### EXERCISE DESCRIPTION
Say how many of the lines below contain the word "filename"; nothing else belongs in the answer.

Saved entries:
↓

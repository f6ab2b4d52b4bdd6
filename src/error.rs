use std::path::PathBuf;

use thiserror::Error;

/// Reasons the Frame Converter rejects its input.
#[derive(Error, Debug, Clone, PartialEq, Eq)]
pub enum ConvertError {
    /// Target width must be at least one column.
    #[error("target width must be a positive integer")]
    InvalidWidth,

    /// The frame has no samples to convert.
    #[error("frame has zero size ({width}x{height})")]
    EmptyFrame {
        /// Frame width in pixels.
        width: u32,
        /// Frame height in pixels.
        height: u32,
    },

    /// The character grid for this frame and width is too large to build.
    #[error("output grid {cols}x{rows} is too large")]
    GridTooLarge {
        /// Requested columns.
        cols: u32,
        /// Rows derived from the frame's aspect ratio.
        rows: u32,
    },
}

/// Errors that end a playback run.
///
/// `InvalidPath` and `Open` happen before any decoder resource is held.
/// Every other variant is raised while playing, after which the decoder
/// is still released.
#[derive(Error, Debug)]
pub enum PlayError {
    /// The input file does not exist.
    #[error("the file '{}' does not exist", path.display())]
    InvalidPath {
        /// Path as given by the user.
        path: PathBuf,
    },

    /// The decoder could not open the file or found no video stream in it.
    #[error("could not open video file {}: {reason}", path.display())]
    Open {
        /// Path that failed to open.
        path: PathBuf,
        /// Decoder-provided detail.
        reason: String,
    },

    /// Pulling a frame failed mid-stream.
    #[error("decoding failed: {0}")]
    Decode(String),

    /// A decoded frame was rejected by the converter.
    #[error(transparent)]
    Convert(#[from] ConvertError),

    /// Writing to the terminal failed.
    #[error("writing to terminal: {0}")]
    Render(#[from] std::io::Error),
}

impl PlayError {
    /// Whether the error was raised before a decoder was acquired.
    pub fn before_open(&self) -> bool {
        matches!(self, PlayError::InvalidPath { .. } | PlayError::Open { .. })
    }
}
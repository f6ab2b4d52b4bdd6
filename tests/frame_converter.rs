//! Shape and mapping properties of the frame to ASCII conversion.

use image::{GrayImage, Luma};
use termreel::{frame_to_ascii, output_dimensions, FrameConverter, GlyphRamp, Resample};

fn solid(w: u32, h: u32, v: u8) -> GrayImage {
    GrayImage::from_pixel(w, h, Luma([v]))
}

// Deterministic pseudo-random frame so failures are reproducible.
fn noise(w: u32, h: u32, seed: u32) -> GrayImage {
    let mut state = seed.wrapping_mul(2_654_435_761).wrapping_add(1);
    GrayImage::from_fn(w, h, |_, _| {
        state ^= state << 13;
        state ^= state >> 17;
        state ^= state << 5;
        Luma([(state >> 24) as u8])
    })
}

const SIZES: &[(u32, u32)] = &[(1, 1), (3, 7), (16, 9), (20, 10), (64, 48), (320, 240), (7, 300)];
const WIDTHS: &[u32] = &[1, 2, 10, 33, 80];

#[test]
fn every_line_is_exactly_width_chars() {
    let ramp = GlyphRamp::default();
    for (seed, &(w, h)) in SIZES.iter().enumerate() {
        let frame = noise(w, h, seed as u32);
        for &width in WIDTHS {
            let text = frame_to_ascii(&frame, width, &ramp).unwrap();
            let (_, rows) = output_dimensions(w, h, width);
            let expected_rows = (f64::from(h) * f64::from(width) / f64::from(w) / 2.0).round() as usize;
            assert_eq!(rows as usize, expected_rows);
            assert_eq!(text.lines().count(), expected_rows, "{w}x{h} at {width}");
            for line in text.lines() {
                assert_eq!(line.chars().count(), width as usize, "{w}x{h} at {width}");
            }
        }
    }
}

#[test]
fn output_only_uses_ramp_glyphs() {
    let ramp = GlyphRamp::new(" .oO@").unwrap();
    for (seed, &(w, h)) in SIZES.iter().enumerate() {
        let text = frame_to_ascii(&noise(w, h, seed as u32 + 100), 40, &ramp).unwrap();
        assert!(text.chars().filter(|c| *c != '\n').all(|c| ramp.contains(c)));
    }
}

#[test]
fn non_decreasing_samples_give_non_decreasing_glyphs() {
    let ramp = GlyphRamp::default();
    let frame = GrayImage::from_fn(256, 64, |x, _| Luma([x as u8]));
    for filter in [Resample::Nearest, Resample::Triangle] {
        let conv = FrameConverter::new(ramp.clone(), 64).with_filter(filter);
        let text = conv.convert(&frame).unwrap();
        let ramp_str = ramp.as_str();
        for line in text.lines() {
            let indices: Vec<usize> = line.chars().map(|c| ramp_str.find(c).unwrap()).collect();
            assert!(indices.windows(2).all(|w| w[0] <= w[1]), "{filter:?}: {line:?}");
        }
    }
}

#[test]
fn conversion_is_repeatable() {
    let ramp = GlyphRamp::default();
    let frame = noise(123, 77, 9);
    let conv = FrameConverter::new(ramp.clone(), 50);
    assert_eq!(conv.convert(&frame).unwrap(), conv.convert(&frame).unwrap());
    assert_eq!(
        frame_to_ascii(&frame, 50, &ramp).unwrap(),
        frame_to_ascii(&frame, 50, &ramp).unwrap()
    );
}

#[test]
fn black_frame_is_a_block_of_the_first_glyph() {
    let ramp = GlyphRamp::default();
    let text = frame_to_ascii(&solid(20, 20, 0), 10, &ramp).unwrap();
    assert_eq!(text, vec![ramp.first().to_string().repeat(10); 5].join("\n"));
}

#[test]
fn white_frame_is_a_block_of_the_last_glyph() {
    let ramp = GlyphRamp::default();
    let text = frame_to_ascii(&solid(20, 20, 255), 10, &ramp).unwrap();
    assert_eq!(text, vec![ramp.last().to_string().repeat(10); 5].join("\n"));
}

#[test]
fn twenty_by_ten_frame_at_width_ten() {
    // 10 * 10 / 20 / 2 = 2.5 rows, rounded half away from zero
    let ramp = GlyphRamp::default();
    let black = frame_to_ascii(&solid(20, 10, 0), 10, &ramp).unwrap();
    assert_eq!(black, vec![" ".repeat(10); 3].join("\n"));
    let white = frame_to_ascii(&solid(20, 10, 255), 10, &ramp).unwrap();
    assert_eq!(white, vec!["@".repeat(10); 3].join("\n"));
}

#[test]
fn upscaling_small_frames_works() {
    let text = frame_to_ascii(&solid(2, 2, 255), 40, &GlyphRamp::default()).unwrap();
    assert_eq!(text.lines().count(), 20);
    assert!(text.lines().all(|l| l == "@".repeat(40)));
}
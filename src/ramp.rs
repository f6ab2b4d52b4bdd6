use anyhow::{anyhow, Result};

/// The ten-glyph ramp used when nothing else is configured.
pub const DEFAULT_RAMP: &str = " .:-=+*#%@";

/// Ordered glyphs from darkest to lightest, with a precomputed lookup
/// table from brightness (0-255) to glyph.
#[derive(Debug, Clone, PartialEq, Eq)]
pub struct GlyphRamp {
    glyphs: Vec<u8>,
    lut: [u8; 256],
}

impl GlyphRamp {
    /// Build a ramp from a string of ASCII glyphs, darkest first.
    ///
    /// # Errors
    ///
    /// Fails if `glyphs` is empty or contains non-ASCII characters (every
    /// glyph must occupy exactly one terminal cell and one byte).
    pub fn new(glyphs: &str) -> Result<Self> {
        if glyphs.is_empty() {
            return Err(anyhow!("glyph ramp cannot be empty"));
        }
        if !glyphs.is_ascii() {
            return Err(anyhow!(
                "glyph ramp '{}' contains non-ASCII characters. Please use only ASCII characters.",
                glyphs
            ));
        }

        Ok(Self::build(glyphs.as_bytes()))
    }

    fn build(glyphs: &[u8]) -> Self {
        let last = glyphs.len() - 1;
        let mut lut = [0u8; 256];
        for (value, slot) in lut.iter_mut().enumerate() {
            *slot = glyphs[Self::bucket(value, last)];
        }
        Self {
            glyphs: glyphs.to_vec(),
            lut,
        }
    }

    // floor(v / 255 * last) in integer arithmetic, clamped.
    fn bucket(value: usize, last: usize) -> usize {
        (value * last / 255).min(last)
    }

    /// Index into the ramp selected for a brightness sample.
    pub fn index_of(&self, value: u8) -> usize {
        Self::bucket(value as usize, self.glyphs.len() - 1)
    }

    /// Glyph selected for a brightness sample.
    #[inline]
    pub fn glyph(&self, value: u8) -> char {
        self.lut[value as usize] as char
    }

    /// Map a row of samples onto `out`, one glyph per sample.
    pub fn map_into(&self, samples: &[u8], out: &mut String) {
        out.extend(samples.iter().map(|&v| self.lut[v as usize] as char));
    }

    pub fn len(&self) -> usize {
        self.glyphs.len()
    }

    pub fn is_empty(&self) -> bool {
        self.glyphs.is_empty()
    }

    pub fn first(&self) -> char {
        self.glyphs[0] as char
    }

    pub fn last(&self) -> char {
        self.glyphs[self.glyphs.len() - 1] as char
    }

    pub fn contains(&self, ch: char) -> bool {
        ch.is_ascii() && self.glyphs.contains(&(ch as u8))
    }

    pub fn as_str(&self) -> &str {
        // Construction only accepts ASCII.
        std::str::from_utf8(&self.glyphs).unwrap_or_default()
    }
}

impl Default for GlyphRamp {
    fn default() -> Self {
        Self::build(DEFAULT_RAMP.as_bytes())
    }
}
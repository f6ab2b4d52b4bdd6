//! Full-screen text output: every frame clears the terminal and rewrites
//! it from the top-left corner.

use std::io::{self, Write};

use crossterm::cursor::{Hide, MoveTo, Show};
use crossterm::terminal::{Clear, ClearType};
use crossterm::{execute, queue};

/// Terminal surface the player draws frames on.
///
/// The cursor is hidden while frames are being drawn and shown again when
/// the screen is dropped.
pub struct Screen<W: Write> {
    out: W,
    cursor_hidden: bool,
}

impl Screen<io::Stdout> {
    pub fn stdout() -> Self {
        Self::new(io::stdout())
    }
}

impl<W: Write> Screen<W> {
    pub fn new(out: W) -> Self {
        Self {
            out,
            cursor_hidden: false,
        }
    }

    /// Print a status line without clearing.
    pub fn notice(&mut self, msg: &str) -> io::Result<()> {
        write!(self.out, "{msg}\r\n")?;
        self.out.flush()
    }

    /// Replace whatever is on screen with `text`.
    pub fn draw(&mut self, text: &str) -> io::Result<()> {
        if !self.cursor_hidden {
            queue!(self.out, Hide)?;
            self.cursor_hidden = true;
        }
        queue!(self.out, Clear(ClearType::All), MoveTo(0, 0))?;
        for (i, line) in text.split('\n').enumerate() {
            if i > 0 {
                // \r keeps rows aligned when the tty is not translating newlines
                self.out.write_all(b"\r\n")?;
            }
            self.out.write_all(line.as_bytes())?;
        }
        self.out.flush()
    }

    pub fn get_ref(&self) -> &W {
        &self.out
    }
}

impl<W: Write> Drop for Screen<W> {
    fn drop(&mut self) {
        if self.cursor_hidden {
            // Best-effort: the terminal may already be gone
            let _ = execute!(self.out, Show);
            let _ = self.out.write_all(b"\r\n");
            let _ = self.out.flush();
        }
    }
}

↑

### RESPONSE AREA
3